Cloud-dependent analytics pipelines stop working when the network drops. Litmus Edge supports offline-first and air-gapped deployments, which means analytics flows continue running and writing to local storage regardless of upstream connectivity. When the network returns, data can be backfilled through the edge-local time-series database.
DataOps completeness.
Most standalone analytics tools cover one part of the pipeline — transformation, or visualization, or model serving. Litmus Edge Analytics covers the entire DataOps cycle: ingest from OT sources via Input Processors, transform and enrich via Function Processors, publish results via Output Processors, and feed those results back into Digital Twins, Flows, or downstream cloud integrations — all from one canvas.

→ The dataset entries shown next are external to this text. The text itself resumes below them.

//! `catalog migrate`: create missing tables and indexes

use anyhow::Result;
use catalog_core::CatalogConfig;
use tracing::info;

use super::open_store;

pub async fn run_migrate(config: &CatalogConfig) -> Result<()> {
    let store = open_store(config).await?;
    info!(url = %config.database.url, "schema is up to date");
    store.close().await;
    Ok(())
}
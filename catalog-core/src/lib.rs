pub mod config;
pub mod error;
pub mod model;
pub mod pagination;
pub mod validation;

pub use config::{CatalogConfig, DatabaseConfig};
pub use error::{CatalogError, Result};
pub use model::{Branch, Category, Entity, Product, RecordMeta, Serial, SoftDeletable};
pub use pagination::{Paginated, Pagination};
pub use validation::ValidationError;
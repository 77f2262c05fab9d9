//! Repository implementations for catalog entities
//!
//! Each repository follows these patterns:
//! - Every default read filters `deleted_at IS NULL`
//! - Inserts populate id and timestamps on the caller's value (`RETURNING`)
//! - Multi-row writes run in one transaction
//! - Relations are preloaded in batches (no N+1)

pub mod branches;
pub mod categories;
pub mod products;
pub mod serials;

pub use branches::BranchRepo;
pub use categories::CategoryRepo;
pub use products::ProductRepo;
pub use serials::SerialRepo;

use catalog_core::Entity;
use chrono::Utc;
use sqlx::sqlite::SqliteRow;
use sqlx::{FromRow, SqlitePool};

use crate::error::{DbError, DbResult};

/// Live row of `T` by id, or `DbError::NotFound`.
pub(crate) async fn fetch_live<T>(pool: &SqlitePool, id: i64) -> DbResult<T>
where
    T: Entity + for<'r> FromRow<'r, SqliteRow> + Send + Unpin,
{
    let sql = format!(
        "SELECT * FROM {} WHERE id = ? AND deleted_at IS NULL",
        T::TABLE
    );
    sqlx::query_as::<_, T>(&sql)
        .bind(id)
        .fetch_optional(pool)
        .await?
        .ok_or_else(|| DbError::not_found(T::RESOURCE, id))
}

/// All live rows of `T`, ordered by id.
pub(crate) async fn fetch_all_live<T>(pool: &SqlitePool) -> DbResult<Vec<T>>
where
    T: Entity + for<'r> FromRow<'r, SqliteRow> + Send + Unpin,
{
    let sql = format!(
        "SELECT * FROM {} WHERE deleted_at IS NULL ORDER BY id ASC",
        T::TABLE
    );
    Ok(sqlx::query_as::<_, T>(&sql).fetch_all(pool).await?)
}

/// Mark a live row of `T` deleted. Already-deleted and missing rows are NotFound.
pub(crate) async fn soft_delete<T: Entity>(pool: &SqlitePool, id: i64) -> DbResult<()> {
    let now = Utc::now();
    let sql = format!(
        "UPDATE {} SET deleted_at = ?, updated_at = ? WHERE id = ? AND deleted_at IS NULL",
        T::TABLE
    );
    let result = sqlx::query(&sql)
        .bind(now)
        .bind(now)
        .bind(id)
        .execute(pool)
        .await?;

    if result.rows_affected() == 0 {
        return Err(DbError::not_found(T::RESOURCE, id));
    }

    tracing::debug!(table = T::TABLE, id, "soft deleted");
    Ok(())
}
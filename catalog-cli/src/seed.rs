//! Reference data for the walkthrough

use std::io::Write;

use anyhow::{Context, Result};
use catalog_core::{Branch, Category, Product};
use catalog_store::Store;
use tracing::info;

/// Everything the seeder wrote, with ids filled in
#[derive(Debug, Clone)]
pub struct SeedReport {
    pub branches: Vec<Branch>,
    pub categories: Vec<Category>,
    /// The three-product batch
    pub batch: Vec<Product>,
    /// Notebook, inserted on its own
    pub single: Product,
    /// Teclado, a batch of one
    pub single_batch: Vec<Product>,
}

impl SeedReport {
    /// All seeded products in insertion order.
    pub fn products(&self) -> impl Iterator<Item = &Product> {
        self.batch
            .iter()
            .chain(std::iter::once(&self.single))
            .chain(self.single_batch.iter())
    }
}

/// Write branches, categories and products, printing progress to `out`.
pub async fn seed(store: &Store, out: &mut impl Write) -> Result<SeedReport> {
    writeln!(out, "Criando Filiais")?;
    let mut matriz = Branch::new("Matriz");
    let mut filial = Branch::new("Filial");
    for branch in [&mut matriz, &mut filial] {
        store
            .branches()
            .create(branch)
            .await
            .with_context(|| format!("creating branch {}", branch.name))?;
    }

    writeln!(out, "Criando Categorias")?;
    let mut portatil = Category::new("Portátil");
    let mut perifericos = Category::new("Periféricos");
    for category in [&mut portatil, &mut perifericos] {
        store
            .categories()
            .create(category)
            .await
            .with_context(|| format!("creating category {}", category.name))?;
    }

    writeln!(out, "Criando Produtos")?;
    let mut batch = vec![
        Product::new("Mouse", 160.00, &perifericos).at_branches([&matriz, &filial]),
        Product::new("Monitor", 890.00, &perifericos).at_branches([&matriz]),
        Product::new("Placa mãe", 1280.00, &perifericos).at_branches([&filial]),
    ];
    store
        .products()
        .create_batch(&mut batch)
        .await
        .context("creating product batch")?;

    let mut single = Product::new("Notebook", 2560.30, &portatil).at_branches([&matriz, &filial]);
    store
        .products()
        .create(&mut single)
        .await
        .context("creating Notebook")?;

    let mut single_batch =
        vec![Product::new("Teclado", 240.00, &perifericos).at_branches([&matriz])];
    store
        .products()
        .create_batch(&mut single_batch)
        .await
        .context("creating Teclado")?;

    for product in &batch {
        writeln!(out, "ID: {}, Nome: {}", product.meta.id, product.name)?;
    }

    let report = SeedReport {
        branches: vec![matriz, filial],
        categories: vec![portatil, perifericos],
        batch,
        single,
        single_batch,
    };
    info!(products = report.products().count(), "seeded catalog");
    Ok(report)
}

OT and plant automation engineers use the KPI library and statistical function library to stand up production monitoring in hours, not weeks. They configure a DataHub Subscribe Input Processor pointed at a PLC tag, drop in an Uptime/Downtime by Value KPI, and route output to a DataHub Publish topic feeding the operations dashboard. No scripting. No external tooling.
Data engineers build custom DataOps pipelines using the full function library. A typical flow might chain a Database Batch Input, through a Feature Extractor and Normalization function, into a TensorFlow Processor running a predictive maintenance model, with output written to both a Database Output (for historian storage) and a DataHub Publish topic (for live alerting). The analytics canvas makes the data lineage of that flow visible and editable.
Industrial AI teams deploy and iterate on ML models without leaving the platform. They upload a SavedModel under Created Models, wire it into a flow alongside pre-processing functions like Gaussian Filter or Normalization, and validate output using the Debug Panel before pushing the flow to production.
The Analytics module is available natively in Litmus Edge under Analytics. Creating your first flow takes three steps: select an Input Processor, select a Function Processor, select an Output Processor, and the wizard wires the connections automatically.
For a hands-on introduction, the Litmus Edge Analytics documentation covers flow creation, all processor types, the full KPI and statistical function reference, and ML model integration guides.
To explore the platform directly, sign up for a free Litmus Edge Developer Edition or book a demo with the Litmus team.
- 1.
What is the difference between an Input Processor, Function Processor, and Output Processor in Litmus Edge Analytics? Input Processors ingest data from tags, databases, or generators. Function Processors apply statistical logic, KPI calculations, or AI model inference to that data. Output Processors write the results to a topic, database, or file. Every analytics flow requires at least one of each, connected in sequence on the analytics canvas.
- 2.
Can I write custom code inside an analytics flow in Litmus Edge? Yes. The JavaScript Processor and Tengo Script function processors let you write custom calculation logic for cases not covered by the built-in function library. This gives you a no-code path for standard operations and a low-code escape path when your process has unique requirements.
- 3.
Does Litmus Edge Analytics require cloud connectivity to run AI/ML models? No. TensorFlow models, SLMs, and LLMs are loaded directly onto the Litmus Edge node and execute locally. Analytics flows — including AI inference steps — continue running in fully air-gapped or offline deployments with no cloud dependency.
- 4.
What output formats does the Analytics module support? Output Processors can write to a DataHub topic (for real-time pub/sub distribution), to the edge-local time-series database (for historical storage and backfill), and to files in JSON, CSV, or Parquet format. Dynamic topic generation in DataHub Publish allows output routing to be expression-driven rather than statically configured.